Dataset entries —
━━━━━━━━━━
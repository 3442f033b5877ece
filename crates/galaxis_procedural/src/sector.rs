//! # Sector Generation
//!
//! A sector is an 8 ly cube at integer coordinates. Its system list is a pure
//! function of the coordinates and the universe seed.
//!
//! ## Slot Order
//!
//! 1. Custom systems registered for the sector, in catalog order.
//! 2. Procedural systems, drawn from a [`XorshiftRand`] seeded with
//!    `[x, y, z, universe_seed]`.
//!
//! ## Draw Order (per procedural system)
//!
//! star count, position (x, y, z), seed, primary class, companions, giant
//! promotion, name. Changing this order changes every sector in the galaxy.

use std::sync::Arc;

use galaxis_core::{Fixed, SeededRng, SystemPath, XorshiftRand};
use tracing::debug;

use crate::custom_system::{CustomSystem, MAX_STARS};
use crate::galaxy::sector_density;
use crate::star_type::{BodyType, GiantTier};
use crate::universe::Universe;

/// Sector edge length in light years.
pub const SECTOR_SIZE: f32 = 8.0;

/// Index of a registered faction.
pub type FactionIndex = u32;

/// Resolves the owning faction of a sector system.
///
/// Implemented by the faction registry; kept here so sectors can be labelled
/// without depending on it.
pub trait FactionResolver {
    /// Returns the faction owning system `system_index` of `sector`, if any.
    fn nearest_faction(&self, sector: &Sector, system_index: usize) -> Option<FactionIndex>;
}

/// Syllables for generated proper names.
const NAME_FRAGMENTS: [&str; 32] = [
    "en", "la", "can", "be", "and", "phi", "eth", "ol", "ve", "ho", "a", "lia", "an", "ar", "ur",
    "mi", "in", "ti", "qu", "so", "ed", "ess", "ex", "io", "ce", "ze", "fa", "ay", "wa", "da",
    "ack", "gre",
];

/// Cumulative spectral-class frequencies per million systems.
const PRIMARY_FREQUENCIES: [(f64, BodyType); 8] = [
    (1.0, BodyType::StarO),
    (1_300.0, BodyType::StarB),
    (7_300.0, BodyType::StarA),
    (37_300.0, BodyType::StarF),
    (113_300.0, BodyType::StarG),
    (234_300.0, BodyType::StarK),
    (250_000.0, BodyType::WhiteDwarf),
    (900_000.0, BodyType::StarM),
];

/// One system slot in a sector.
#[derive(Clone, Debug, PartialEq)]
pub struct SectorSystem {
    /// Display name.
    pub name: String,
    /// Offset within the sector, light years.
    pub position: [f32; 3],
    /// Number of stars (1-4).
    pub num_stars: usize,
    /// Coarse star types, primary first; unused slots hold `Gravpoint`.
    pub star_types: [BodyType; MAX_STARS],
    /// Seed for body generation.
    pub seed: u32,
    /// Authored override, if this slot is a custom system.
    pub custom: Option<Arc<CustomSystem>>,
    /// Owning faction, set by [`Sector::assign_factions`].
    pub faction: Option<FactionIndex>,
    /// Population estimate in billions, when known.
    pub population: Option<Fixed>,
    /// Coordinates of the sector holding this system.
    pub sector: [i32; 3],
}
━━━━━━━━━━
WORK INSTRUCTION — In full and without alteration, reproduce the records above.

ANSWER SECTION —
repository 3442f033b5877ece
filename crates/galaxis_procedural/src/sector.rs
//! # Sector Generation
//!
//! A sector is an 8 ly cube at integer coordinates. Its system list is a pure
//! function of the coordinates and the universe seed.
//!
//! ## Slot Order
//!
//! 1. Custom systems registered for the sector, in catalog order.
//! 2. Procedural systems, drawn from a [`XorshiftRand`] seeded with
//!    `[x, y, z, universe_seed]`.
//!
//! ## Draw Order (per procedural system)
//!
//! star count, position (x, y, z), seed, primary class, companions, giant
//! promotion, name. Changing this order changes every sector in the galaxy.

use std::sync::Arc;

use galaxis_core::{Fixed, SeededRng, SystemPath, XorshiftRand};
use tracing::debug;

use crate::custom_system::{CustomSystem, MAX_STARS};
use crate::galaxy::sector_density;
use crate::star_type::{BodyType, GiantTier};
use crate::universe::Universe;

/// Sector edge length in light years.
pub const SECTOR_SIZE: f32 = 8.0;

/// Index of a registered faction.
pub type FactionIndex = u32;

/// Resolves the owning faction of a sector system.
///
/// Implemented by the faction registry; kept here so sectors can be labelled
/// without depending on it.
pub trait FactionResolver {
    /// Returns the faction owning system `system_index` of `sector`, if any.
    fn nearest_faction(&self, sector: &Sector, system_index: usize) -> Option<FactionIndex>;
}

/// Syllables for generated proper names.
const NAME_FRAGMENTS: [&str; 32] = [
    "en", "la", "can", "be", "and", "phi", "eth", "ol", "ve", "ho", "a", "lia", "an", "ar", "ur",
    "mi", "in", "ti", "qu", "so", "ed", "ess", "ex", "io", "ce", "ze", "fa", "ay", "wa", "da",
    "ack", "gre",
];

/// Cumulative spectral-class frequencies per million systems.
const PRIMARY_FREQUENCIES: [(f64, BodyType); 8] = [
    (1.0, BodyType::StarO),
    (1_300.0, BodyType::StarB),
    (7_300.0, BodyType::StarA),
    (37_300.0, BodyType::StarF),
    (113_300.0, BodyType::StarG),
    (234_300.0, BodyType::StarK),
    (250_000.0, BodyType::WhiteDwarf),
    (900_000.0, BodyType::StarM),
];

/// One system slot in a sector.
#[derive(Clone, Debug, PartialEq)]
pub struct SectorSystem {
    /// Display name.
    pub name: String,
    /// Offset within the sector, light years.
    pub position: [f32; 3],
    /// Number of stars (1-4).
    pub num_stars: usize,
    /// Coarse star types, primary first; unused slots hold `Gravpoint`.
    pub star_types: [BodyType; MAX_STARS],
    /// Seed for body generation.
    pub seed: u32,
    /// Authored override, if this slot is a custom system.
    pub custom: Option<Arc<CustomSystem>>,
    /// Owning faction, set by [`Sector::assign_factions`].
    pub faction: Option<FactionIndex>,
    /// Population estimate in billions, when known.
    pub population: Option<Fixed>,
    /// Coordinates of the sector holding this system.
    pub sector: [i32; 3],
}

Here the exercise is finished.